Земля не разверзлась, чтобы укрыть незадачливую владелицу.

Злополучный бегун (чёрт его принёс) отбивался от собаки, уворачивался, поставлял спину, агрессор вертелся и нападал со всех сторон.

Таня с размаху налетела на шоколадную тушу, вцепилась в ошейник, дёрнула, пробормотала извинения, развернулась удирать и здесь её схватили за руку:

– Таня, привет! Не узнала, что ли?

О, Господи, кого ещё? Оглянулась – фууу, мужчина с мальчиком, который корзину вёз, муж сестры Андрея.

– Я вас издалека увидел, хотел подойти, а Дик молодец, первый учуял!

– Дик паразит, я чуть инфаркт не схватила!

– Да, ладно, какой инфаркт! Мы поздоровались. К нам в гости когда придёте?

– Эээ… не знаю… Андрей пусть решает.

– Хорошо, разберёмся. Домой?

Если бы. Свинтус намылился на площадку. Сидел, в глаза заглядывал, на лапах переминался. Ни малейших признаков осознания вины. Ещё час веселился сам с собой, потому что нормальные собаки, которые не обжоры, хозяев на улицу не тащили в рань несусветную.

Мама встала, гремела кастрюлями. Троглодиту миску приготовила, чтобы не исхудал. Мусечка потягивалась на стуле.

Таня открыла холодильник, успела поймать в полёте миску салата. Попробовала втиснуть назад – не лезла. Интересно, кто и когда это всё одолеет? Пусть мама ломает голову, а дочь – спать, спать, спать.

Лабрадор плюхнулся рядом с диваном на коврик, засопел.

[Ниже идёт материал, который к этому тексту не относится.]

//! Selectors on size, depth, name and contents.

use std::fs;
use std::path::Path;
use std::sync::Arc;

use tracing::trace;

use fileset_core::{PathFamily, Pattern, SizeComparison, TokenizedPath};

use crate::selector::FileSelector;

/// Compares the file length with a limit.
#[derive(Debug, Clone, Copy)]
pub struct SizeSelector {
    limit: u64,
    when: SizeComparison,
}

impl SizeSelector {
    pub fn new(limit: u64, when: SizeComparison) -> Self {
        Self { limit, when }
    }
}

impl FileSelector for SizeSelector {
    fn is_selected(&self, _base_dir: &Path, _relative: &str, file: &Path) -> bool {
        let Ok(metadata) = fs::metadata(file) else {
            return false;
        };
        let size = metadata.len();
        match self.when {
            SizeComparison::Less => size < self.limit,
            SizeComparison::More => size > self.limit,
            SizeComparison::Equal => size == self.limit,
        }
    }
}

/// Bounds the number of directories between the base directory and a file.
///
/// A file directly in the base directory has depth 0.
#[derive(Debug)]
pub struct DepthSelector {
    family: Arc<dyn PathFamily>,
    min: Option<u32>,
    max: Option<u32>,
}

impl DepthSelector {
    pub fn new(family: Arc<dyn PathFamily>, min: Option<u32>, max: Option<u32>) -> Self {
        Self { family, min, max }
    }

    fn depth(&self, relative: &str) -> u32 {
        let segments = relative
            .split(|c| self.family.is_separator(c))
            .filter(|s| !s.is_empty())
            .count();
        u32::try_from(segments.saturating_sub(1)).unwrap_or(u32::MAX)
    }
}

impl FileSelector for DepthSelector {
    fn is_selected(&self, _base_dir: &Path, relative: &str, _file: &Path) -> bool {
        let depth = self.depth(relative);
        self.min.is_none_or(|min| depth >= min) && self.max.is_none_or(|max| depth <= max)
    }
}

/// Glob match against the relative path.
#[derive(Debug)]
pub struct FilenameSelector {
    family: Arc<dyn PathFamily>,
    pattern: Pattern,
    case_sensitive: bool,
    negate: bool,
}

impl FilenameSelector {
    pub fn new(family: Arc<dyn PathFamily>, pattern: &str, case_sensitive: bool, negate: bool) -> Self {
        let pattern = Pattern::parse(pattern, family.as_ref());
        Self {
            family,
            pattern,
            case_sensitive,
            negate,
        }
    }
}

impl FileSelector for FilenameSelector {
    fn is_selected(&self, _base_dir: &Path, relative: &str, _file: &Path) -> bool {
        let path = TokenizedPath::new(relative, self.family.as_ref());
        self.pattern.matches(&path, self.case_sensitive) != self.negate
    }
}

/// Substring search in the file contents.
#[derive(Debug, Clone)]
pub struct ContainsSelector {
    needle: String,
    case_sensitive: bool,
    ignore_whitespace: bool,
}

impl ContainsSelector {
    pub fn new(text: &str, case_sensitive: bool, ignore_whitespace: bool) -> Self {
        Self {
            needle: Self::prepare(text, case_sensitive, ignore_whitespace),
            case_sensitive,
            ignore_whitespace,
        }
    }

    fn prepare(text: &str, case_sensitive: bool, ignore_whitespace: bool) -> String {
        let text: String = if ignore_whitespace {
            text.chars().filter(|c| !c.is_whitespace()).collect()
        } else {
            text.to_string()
        };
        if case_sensitive { text } else { text.to_lowercase() }
    }
}

impl FileSelector for ContainsSelector {
    fn is_selected(&self, _base_dir: &Path, relative: &str, file: &Path) -> bool {
        let bytes = match fs::read(file) {
            Ok(bytes) => bytes,
            Err(e) => {
                trace!(file = relative, error = %e, "could not read contents");
                return false;
            }
        };
        let haystack = Self::prepare(
            &String::from_utf8_lossy(&bytes),
            self.case_sensitive,
            self.ignore_whitespace,
        );
        haystack.contains(&self.needle)
    }
}

#[cfg(test)]
mod tests {
    use super::*;
    use fileset_core::{DosFamily, UnixFamily};
    use tempfile::TempDir;

    #[test]
    fn test_size_comparisons() {
        let temp = TempDir::new().unwrap();
        let file = temp.path().join("f");
        fs::write(&file, vec![0u8; 2048]).unwrap();
        let check = |limit, when| SizeSelector::new(limit, when).is_selected(temp.path(), "f", &file);
        assert!(check(4096, SizeComparison::Less));
        assert!(!check(2048, SizeComparison::Less));
        assert!(check(2048, SizeComparison::Equal));
        assert!(check(1000, SizeComparison::More));
        assert!(!check(2048, SizeComparison::More));
    }

    #[test]
    fn test_depth_bounds() {
        let s = DepthSelector::new(Arc::new(UnixFamily), Some(1), Some(2));
        let base = Path::new("/b");
        assert!(!s.is_selected(base, "top.txt", Path::new("/b/top.txt")));
        assert!(s.is_selected(base, "a/x.txt", Path::new("/b/a/x.txt")));
        assert!(s.is_selected(base, "a/b/x.txt", Path::new("/b/a/b/x.txt")));
        assert!(!s.is_selected(base, "a/b/c/x.txt", Path::new("/b/a/b/c/x.txt")));

        let dos = DepthSelector::new(Arc::new(DosFamily), None, Some(0));
        assert!(!dos.is_selected(base, "a\\x.txt", Path::new("/b/a/x.txt")));
    }

    #[test]
    fn test_filename_negate_and_case() {
        let base = Path::new("/b");
        let file = Path::new("/b/src/Main.RS");
        let s = FilenameSelector::new(Arc::new(UnixFamily), "**/*.rs", false, false);
        assert!(s.is_selected(base, "src/Main.RS", file));
        let strict = FilenameSelector::new(Arc::new(UnixFamily), "**/*.rs", true, false);
        assert!(!strict.is_selected(base, "src/Main.RS", file));
        let negated = FilenameSelector::new(Arc::new(UnixFamily), "**/*.rs", true, true);
        assert!(negated.is_selected(base, "src/Main.RS", file));
    }

    #[test]
    fn test_contains_options() {
        let temp = TempDir::new().unwrap();
        let file = temp.path().join("notes.txt");
        fs::write(&file, "Hello,\n  World").unwrap();
        let check = |text, cs, ws| ContainsSelector::new(text, cs, ws).is_selected(temp.path(), "notes.txt", &file);
        assert!(check("World", true, false));
        assert!(!check("world", true, false));
        assert!(check("world", false, false));
        assert!(!check("Hello,World", true, false));
        assert!(check("hello, world", false, true));
    }
}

Продрали глаза после обеда. Времени для планов-ураганов хватало, засобиралась Таня к Андрею. Мама быстренько упаковала «тормозок» – это картошка, вот здесь курица, салата немного, пирожки с капустой, отдельно с повидлом и кусок торта сверху.

Таня приподняла сумку – м-да, мама голову сильно не ломала. Похоже, всё содержимое холодильника сюда и загрузила. Прелестно. Красная шапочка отдыхает. Взвалила баул на плечо, позвала Дика.

Лабрадор не шелохнулся. Растянулся у мамы на диване, блаженствовал.

– Зачем тебе Дик? Оставь собаку в покое, пусть спит.

– А когда я его с новой квартирой познакомлю? Чтобы привык постепенно, а не так – раз и оставила на целый день!

– Какой новой квартирой?

– Здрасссьте, Андрея! Я что, так и буду жить здесь, а он там?

– Ты живи, где хочешь, никто не держит, а Дик при чём? Нечего собаку тягать туда-обратно! Кто сказал, что я его отдам?

Таня села, где стояла. Вспомнила мамино «Мусю не отдам». Теперь, значит, пришёл черёд собаки.

Мама категорически отказалась расставаться с Диком.

Что она будет делать одна целый день? Кастрюльку супа на неделю сварит, а дальше давление мерить или начинать на тот свет приданое готовить?

Даже эхо по квартире не метнётся, потому что разговаривать не с кем. Муся? Муся кошка, много она понимает. А если воры залезут? На улицу страшно выйти, когда никого дома не останется. Да и зачем выходить? Раз в неделю хлеба купить и килограмм картошки на месяц?

Дочь явно хочет её, маминой, погибели. Запереть в четырёх стенах, закупорить, чтобы света белого не видела.

Таня оторопело слушала.

Ещё свежи были в памяти стенания родительницы о том, что дочь хвостом вильнула, упорхнула на работу, а на неё монстра повесила. Эта собака когда-нибудь сожрёт кормилицу и не подавится.

В магазин выйти невозможно, потому что собака весь дом разнесёт. Скорую не вызвать, когда поднимется давление – врачи увидят волкодава, сами в обморок грохнутся. О чём дочь думала, прежде чем тащить домой эдакую громадину и сажать маме на шею?

И с утра до вечера – вари, мама, готовь, мама, собачка кушать хочет.

– Мама, а не ты ли…

– Не я! Дика не отдам! Будешь приходить вечером, гулять, утром сама выведу. Всё, бери сумку, иди! Там и оставайся. Хватит бегать из дома в дом!